▸ Problem
Return, word for word, only the lines of the data below that lie between the line with "assert_eq!(clock.phase_at(100.0), Phase::Sustain);" and the line with "assert_eq!(clock.converge_end(), 7.0);", those two lines included.

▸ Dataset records
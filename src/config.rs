use serde::{Deserialize, Serialize};
use std::fmt;
use std::path::Path;

/// Engine configuration, validated before the engine will accept it.
#[derive(Deserialize, Serialize, Debug, Clone, PartialEq)]
pub struct EngineConfig {
    #[serde(default = "default_voice_count")]
    pub voice_count: usize,
    /// Lower bound (inclusive) of the random start-frequency range, Hz.
    #[serde(default = "default_min_start_freq")]
    pub min_start_freq: f64,
    /// Upper bound (exclusive) of the random start-frequency range, Hz.
    #[serde(default = "default_max_start_freq")]
    pub max_start_freq: f64,
    #[serde(default = "default_chaos_duration")]
    pub chaos_duration: f64,
    #[serde(default = "default_converge_duration")]
    pub converge_duration: f64,
    #[serde(default = "default_sustain_duration")]
    pub sustain_duration: f64,
    #[serde(default = "default_fade_duration")]
    pub fade_duration: f64,
    #[serde(default = "default_sample_rate")]
    pub sample_rate: u32,
}

fn default_voice_count() -> usize {
    30
}

fn default_min_start_freq() -> f64 {
    200.0
}

fn default_max_start_freq() -> f64 {
    400.0
}

fn default_chaos_duration() -> f64 {
    4.0
}

fn default_converge_duration() -> f64 {
    3.0
}

fn default_sustain_duration() -> f64 {
    4.0
}

fn default_fade_duration() -> f64 {
    1.0
}

fn default_sample_rate() -> u32 {
    44_100
}

impl Default for EngineConfig {
    fn default() -> Self {
        Self {
            voice_count: default_voice_count(),
            min_start_freq: default_min_start_freq(),
            max_start_freq: default_max_start_freq(),
            chaos_duration: default_chaos_duration(),
            converge_duration: default_converge_duration(),
            sustain_duration: default_sustain_duration(),
            fade_duration: default_fade_duration(),
            sample_rate: default_sample_rate(),
        }
    }
}

impl EngineConfig {
    pub fn validate(&self) -> Result<(), ConfigError> {
        if self.voice_count < 1 {
            return Err(ConfigError::NoVoices);
        }
        if self.min_start_freq <= 0.0 || self.min_start_freq >= self.max_start_freq {
            return Err(ConfigError::BadStartRange {
                min: self.min_start_freq,
                max: self.max_start_freq,
            });
        }
        for (field, value) in [
            ("chaos_duration", self.chaos_duration),
            ("converge_duration", self.converge_duration),
            ("sustain_duration", self.sustain_duration),
            ("fade_duration", self.fade_duration),
        ] {
            if !(value > 0.0) {
                return Err(ConfigError::NonPositiveDuration { field, value });
            }
        }
        if self.sample_rate == 0 {
            return Err(ConfigError::BadSampleRate);
        }
        Ok(())
    }

    pub fn total_duration(&self) -> f64 {
        self.chaos_duration + self.converge_duration + self.sustain_duration + self.fade_duration
    }

    /// Elapsed time at which the fade-out begins.
    pub fn fade_start(&self) -> f64 {
        self.chaos_duration + self.converge_duration + self.sustain_duration
    }

    pub fn from_toml_str(text: &str) -> Result<Self, ConfigError> {
        let config: Self = toml::from_str(text).map_err(|e| ConfigError::Parse(e.to_string()))?;
        config.validate()?;
        Ok(config)
    }

    pub fn from_toml_file<P: AsRef<Path>>(path: P) -> Result<Self, ConfigError> {
        let text =
            std::fs::read_to_string(path.as_ref()).map_err(|e| ConfigError::Io(e.to_string()))?;
        Self::from_toml_str(&text)
    }

    /// Write a default configuration file that can be edited and passed back
    /// with `--config`.
    pub fn generate_default<P: AsRef<Path>>(path: P) -> Result<(), ConfigError> {
        let text = toml::to_string_pretty(&Self::default())
            .map_err(|e| ConfigError::Parse(e.to_string()))?;
        std::fs::write(path.as_ref(), text).map_err(|e| ConfigError::Io(e.to_string()))
    }
}

#[derive(Debug, Clone, PartialEq)]
pub enum ConfigError {
    NoVoices,
    BadStartRange { min: f64, max: f64 },
    NonPositiveDuration { field: &'static str, value: f64 },
    BadSampleRate,
    Parse(String),
    Io(String),
}

impl fmt::Display for ConfigError {
    fn fmt(&self, f: &mut fmt::Formatter<'_>) -> fmt::Result {
        match self {
            ConfigError::NoVoices => write!(f, "voice_count must be at least 1"),
            ConfigError::BadStartRange { min, max } => write!(
                f,
                "start frequency range requires 0 < min < max, got [{min}, {max})"
            ),
            ConfigError::NonPositiveDuration { field, value } => {
                write!(f, "{field} must be positive, got {value}")
            }
            ConfigError::BadSampleRate => write!(f, "sample_rate must be positive"),
            ConfigError::Parse(msg) => write!(f, "config parse error: {msg}"),
            ConfigError::Io(msg) => write!(f, "config io error: {msg}"),
        }
    }
}

impl std::error::Error for ConfigError {}
use crate::config::EngineConfig;

/// Lifecycle phase of one playback run. `Idle` is only entered through an
/// explicit stop (user or auto-stop); while playing, phases advance strictly
/// forward with elapsed time.
#[derive(Clone, Copy, Debug, PartialEq, Eq)]
pub enum Phase {
    Idle,
    Chaos,
    Converge,
    Sustain,
}

/// Derives the phase and progress for any elapsed time, recomputed from
/// scratch on every call so a missed or late tick can never leave stale
/// state behind.
#[derive(Clone, Copy, Debug)]
pub struct PhaseClock {
    chaos: f64,
    converge: f64,
    sustain: f64,
    fade: f64,
}

impl PhaseClock {
    pub fn new(config: &EngineConfig) -> Self {
        Self {
            chaos: config.chaos_duration,
            converge: config.converge_duration,
            sustain: config.sustain_duration,
            fade: config.fade_duration,
        }
    }

    pub fn chaos_end(&self) -> f64 {
        self.chaos
    }

    pub fn converge_end(&self) -> f64 {
        self.chaos + self.converge
    }

    pub fn fade_start(&self) -> f64 {
        self.chaos + self.converge + self.sustain
    }

    pub fn total_duration(&self) -> f64 {
        self.chaos + self.converge + self.sustain + self.fade
    }

    /// Phase for an elapsed time within a running playback. A boundary value
    /// belongs to the later phase: elapsed == chaos_end is already Converge.
    pub fn phase_at(&self, elapsed: f64) -> Phase {
        if elapsed < self.chaos_end() {
            Phase::Chaos
        } else if elapsed < self.converge_end() {
            Phase::Converge
        } else {
            Phase::Sustain
        }
    }

    /// Fraction [0, 1] through the current phase. Sustain spans the sustain
    /// and fade durations together, since fade is a sub-state of sustain.
    pub fn progress_within_phase(&self, elapsed: f64) -> f64 {
        let (start, length) = match self.phase_at(elapsed) {
            Phase::Idle | Phase::Chaos => (0.0, self.chaos),
            Phase::Converge => (self.chaos_end(), self.converge),
            Phase::Sustain => (self.converge_end(), self.sustain + self.fade),
        };
        ((elapsed - start) / length).clamp(0.0, 1.0)
    }

    /// True once elapsed time has crossed the fade-out boundary.
    pub fn is_fading(&self, elapsed: f64) -> bool {
        elapsed >= self.fade_start()
    }
}

#[cfg(test)]
mod tests {
    use super::*;

    fn clock() -> PhaseClock {
        PhaseClock::new(&EngineConfig::default())
    }

    #[test]
    fn phase_boundaries_belong_to_the_later_phase() {
        let clock = clock();
        assert_eq!(clock.phase_at(0.0), Phase::Chaos);
        assert_eq!(clock.phase_at(3.999), Phase::Chaos);
        assert_eq!(clock.phase_at(4.0), Phase::Converge);
        assert_eq!(clock.phase_at(4.001), Phase::Converge);
        assert_eq!(clock.phase_at(6.999), Phase::Converge);
        assert_eq!(clock.phase_at(7.0), Phase::Sustain);
        assert_eq!(clock.phase_at(11.5), Phase::Sustain);
        assert_eq!(clock.phase_at(100.0), Phase::Sustain);
    }

    #[test]
    fn totals_match_the_duration_sum() {
        let clock = clock();
        assert_eq!(clock.chaos_end(), 4.0);
        assert_eq!(clock.converge_end(), 7.0);
        assert_eq!(clock.fade_start(), 11.0);
        assert_eq!(clock.total_duration(), 12.0);
    }

    #[test]
    fn progress_within_each_phase() {
        let clock = clock();
        assert_eq!(clock.progress_within_phase(0.0), 0.0);
        assert!((clock.progress_within_phase(2.0) - 0.5).abs() < 1e-12);
        assert!((clock.progress_within_phase(5.5) - 0.5).abs() < 1e-12);
        assert!((clock.progress_within_phase(9.5) - 0.5).abs() < 1e-12);
        assert_eq!(clock.progress_within_phase(12.0), 1.0);
        assert_eq!(clock.progress_within_phase(20.0), 1.0);
    }

    #[test]
    fn fade_is_a_sustain_substate() {
        let clock = clock();
        assert!(!clock.is_fading(10.999));
        assert!(clock.is_fading(11.0));
        assert_eq!(clock.phase_at(11.0), Phase::Sustain);
    }
}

▸ Answer
        assert_eq!(clock.phase_at(100.0), Phase::Sustain);
    }

    #[test]
    fn totals_match_the_duration_sum() {
        let clock = clock();
        assert_eq!(clock.chaos_end(), 4.0);
        assert_eq!(clock.converge_end(), 7.0);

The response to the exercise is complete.